The initiative was recently honoured with the Nigerian Health Care Excellence Award 2019, how will this affect the church?

This is the sixth time this healthcare award has been running. We got the award of the Outstanding CSR of the year. It is, we as a facility offering free dialysis to the underprivileged. We are excited about the award. Just in our own little corner, we are alleviating cost burden for chronic kidney patients, we are beginning to get noticed. We have been doing this for the past four years running the dialysis support scheme. We are really excited that we are getting noticed and are willing to affect more lives. However, this will definitely encourage the church to do more.

What is the role of the church in people’s health care?

Though the church may not have all it takes, it has a vital role to play and this is why RCCG has put its foot forward to make everybody know that it is possible to close this gap a little. So, we are not leaving it for the government to do. Imagine every church trying to make sure that people have access to free health care. If you make services free, it means someone is paying for the free services, but it gives someone down the line access. The church can’t do it all but the church is saying it is possible. it means you need someone to partner with government to close the gap with healthcare delivery.
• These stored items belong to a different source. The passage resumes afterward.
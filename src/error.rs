//! Error types for the query cache.

use std::fmt;
use std::sync::Arc;

use crate::key::QueryHash;

/// Errors raised by the cache itself.
///
/// Fetch failures are not `QueryError`s. They are captured into
/// [`QueryState::error`](crate::QueryState::error) as a [`FetchError`] and are
/// only observable through state snapshots.
#[derive(Debug, thiserror::Error)]
pub enum QueryError {
    /// The key could not be represented as JSON.
    #[error("invalid query key: {0}")]
    InvalidKey(#[source] serde_json::Error),

    /// A query with this hash already exists with a different output type.
    #[error("query {hash} holds `{found}`, requested as `{expected}`")]
    TypeMismatch {
        /// Hash of the existing query.
        hash: QueryHash,
        /// Output type requested by the caller.
        expected: &'static str,
        /// Output type the query was registered with.
        found: &'static str,
    },
}

/// Failure value produced by a fetch function.
///
/// Cheap to clone: the underlying [`anyhow::Error`] is shared.
#[derive(Clone)]
pub struct FetchError(Arc<anyhow::Error>);

impl FetchError {
    /// Wrap a fetch failure.
    pub fn new(err: impl Into<anyhow::Error>) -> Self {
        Self(Arc::new(err.into()))
    }

    /// The underlying error.
    pub fn inner(&self) -> &anyhow::Error {
        &self.0
    }

    /// Attempts to downcast the failure to a specific error type.
    pub fn downcast_ref<E: fmt::Display + fmt::Debug + Send + Sync + 'static>(&self) -> Option<&E> {
        self.0.downcast_ref::<E>()
    }

    /// Returns `true` if the failure is of type `E`.
    pub fn is<E: fmt::Display + fmt::Debug + Send + Sync + 'static>(&self) -> bool {
        self.downcast_ref::<E>().is_some()
    }

    /// Returns `true` if both values share the same underlying error.
    pub fn ptr_eq(&self, other: &FetchError) -> bool {
        Arc::ptr_eq(&self.0, &other.0)
    }
}

impl fmt::Debug for FetchError {
    fn fmt(&self, f: &mut fmt::Formatter<'_>) -> fmt::Result {
        fmt::Debug::fmt(&*self.0, f)
    }
}

impl fmt::Display for FetchError {
    fn fmt(&self, f: &mut fmt::Formatter<'_>) -> fmt::Result {
        fmt::Display::fmt(&*self.0, f)
    }
}

impl From<anyhow::Error> for FetchError {
    fn from(err: anyhow::Error) -> Self {
        Self(Arc::new(err))
    }
}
How do you ensure that people that need it most benefit from the initiative?

We do some sort of profiling of the patient so that we do not run the risk of everyone just coming in even those that can afford it. So, we do profiling before we recruit patients on the scheme; the profiling checks patient status to know if the patient truly has the ability to pay or not.

Meanwhile, the patient would have been in our system for about four weeks. We dialyse the patient for those period and watch how he or she pays. We interact with the person and if we see that the person is indigent based on our parameters; we offer to put the person on the scheme.

More so, there is no segregation in the initiative. It is called the Healing Stripes Hospital and not the Healing Stripes Christian Hospital. It is just owned by the Redeemed Christian Hospital and we reach out to all.

Our goal is to offer quality care and close the gap. We render out-patient services which is about 80 percent of what we do here, we render in-patient services, we also offer surgical services, we are big on preventive health.

We don’t want people to get sick at all. We want them to stay healthy so we encourage them to do regular checks.

Do you fault Nigerians who do self medication and what is your impression of medical care in Nigeria?

Yes, because, ignorance is not an excuse. No matter how minimal the services here in Nigeria, you have to use it first. The health centre may not have that is required to function well but you must visit the health centre. When you look at the rise in renal disease cases, it is still indiscriminate self care that is contributing to its rise. The government has provided health centres, no matter how non-function you might think it is. If you got a prescription and the right dose to take, it is better than self care. Poor access does not mean no access.